Contact lens fitting after photorefractive keratectomy (PRK)

1 May 2001
Volume 02, Issue 2

This article looks at the development of more refined corneal topography measurements and algorithms based on past performance, and how they are helping to improve the predictability of PRK results.

Introduction

The refractive correction due to corneal surface ablation by excimer laser was named photorefractive keratectomy (PRK) by Trokel et al. (1983) and by Marshall et al. (1986). The lasers emit ultraviolet wavelengths of high proton energy capable of breaking intermolecular bonds within proteins and other large molecules without causing thermal damage.

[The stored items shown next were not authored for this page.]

use std::{net::SocketAddr, rc::Rc, sync::Arc, time::Duration};

use thiserror::Error;
use tracing::{event, Level};
use uma_http::{App, ContinueHook, ErrorHandler, ErrorStream, HttpConfig, HttpSession};
use uma_mio::net::tcp::{ConnectionInfo, Session, SessionFactory};

use crate::{bind::parse_binds, BindTarget};

/// Default number of worker threads.
pub const DEFAULT_THREAD_COUNT: usize = 2;

/// Default grace period for connections to finish on shutdown.
pub const DEFAULT_SHUTDOWN_TIMEOUT: Duration = Duration::from_secs(10);

/// Low-level handler creating the session for a connection, replacing the HTTP layer.
pub type ConnectionHandler = Arc<dyn Fn(&ConnectionInfo) -> Box<dyn Session> + Send + Sync>;

/// Server options, as gathered by a command line or configuration front-end.
#[derive(Default, Clone)]
pub struct ServerOptions {
    pub thread_count: Option<usize>,
    /// Addresses to listen on, as `host:port`.
    pub bind: Vec<String>,
    pub app: Option<App>,
    pub connection_handler: Option<ConnectionHandler>,
    pub error_handler: Option<ErrorHandler>,
    pub error_stream: Option<ErrorStream>,
    pub shutdown_timeout: Option<Duration>,
    pub should_continue: Option<ContinueHook>,
    /// Largest request body accepted, see `HttpConfig::max_body_size`.
    pub max_body_size: Option<usize>,
}

/// Validated server configuration, shared read-only by all workers.
pub struct ServerConfig {
    pub thread_count: usize,
    pub bind_targets: Vec<BindTarget>,
    pub shutdown_timeout: Duration,
    pub error_stream: Option<ErrorStream>,
    addrs: Vec<SocketAddr>,
    handler: Handler,
}

enum Handler {
    Connection(ConnectionHandler),
    Http(Arc<HttpConfig>),
    None,
}

impl ServerConfig {
    pub fn new(options: ServerOptions) -> Result<Self, ConfigError> {
        let thread_count = options.thread_count.unwrap_or(DEFAULT_THREAD_COUNT);
        if thread_count == 0 {
            return Err(ConfigError::ZeroThreads);
        }

        let bind_targets = parse_binds(&options.bind)?;
        let addrs = bind_targets
            .iter()
            .map(BindTarget::resolve)
            .collect::<Result<_, _>>()?;

        let handler = match (options.connection_handler, options.app) {
            (Some(handler), _) => Handler::Connection(handler),
            (None, Some(app)) => {
                let mut http = HttpConfig::new(app);
                http.error_handler = options.error_handler;
                http.error_stream = options.error_stream.clone();
                if let Some(should_continue) = options.should_continue {
                    http.should_continue = should_continue;
                }
                if let Some(max_body_size) = options.max_body_size {
                    http.max_body_size = max_body_size;
                }
                Handler::Http(Arc::new(http))
            }
            (None, None) => Handler::None,
        };

        let config = Self {
            thread_count,
            bind_targets,
            shutdown_timeout: options
                .shutdown_timeout
                .unwrap_or(DEFAULT_SHUTDOWN_TIMEOUT),
            error_stream: options.error_stream,
            addrs,
            handler,
        };
        Ok(config)
    }

    /// Resolved addresses of the bind targets, in the same order.
    pub fn addrs(&self) -> &[SocketAddr] {
        &self.addrs
    }

    /// Create the factory a worker's acceptors use to start sessions.
    pub(crate) fn session_factory(&self) -> SessionFactory {
        match &self.handler {
            Handler::Connection(handler) => {
                let handler = handler.clone();
                Rc::new(move |info: &ConnectionInfo| Some(handler(info)))
            }
            Handler::Http(http) => {
                let http = http.clone();
                Rc::new(move |info: &ConnectionInfo| {
                    let session: Box<dyn Session> = Box::new(HttpSession::new(http.clone(), *info));
                    Some(session)
                })
            }
            Handler::None => Rc::new(|info: &ConnectionInfo| {
                event!(Level::DEBUG, peer_addr = %info.peer_addr, "no handler configured");
                None
            }),
        }
    }
}

/// Invalid server configuration.
#[derive(Error, Debug)]
pub enum ConfigError {
    #[error("invalid bind spec {0:?}, expected host:port")]
    InvalidBindSpec(String),
    #[error("failed to resolve {target}")]
    Resolve {
        target: String,
        #[source]
        source: std::io::Error,
    },
    #[error("no address found for {0}")]
    NoAddress(String),
    #[error("thread count must be at least 1")]
    ZeroThreads,
}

Since 1990, a large number of PRK studies have been carried out (Piebenga et al. 1993, Salz et al. 1993, Stevens et al. 1993, Tengroth et al. 1993). Early stage reviews included those by Stevens and Steele (1993) and by Lakkis and Brennan (1993). In 1991, for the low myopia range (up to -6.00D), unaided post PRK visual acuity (VA) of 6/12 (20/40) was obtained by 96% and VA of 6/6 (20/20) by 50% (Seiler & Wollensak 1991). Hamberg-Nystrom et al. (1994) found a more myopic result when using the VisX 20:20 system.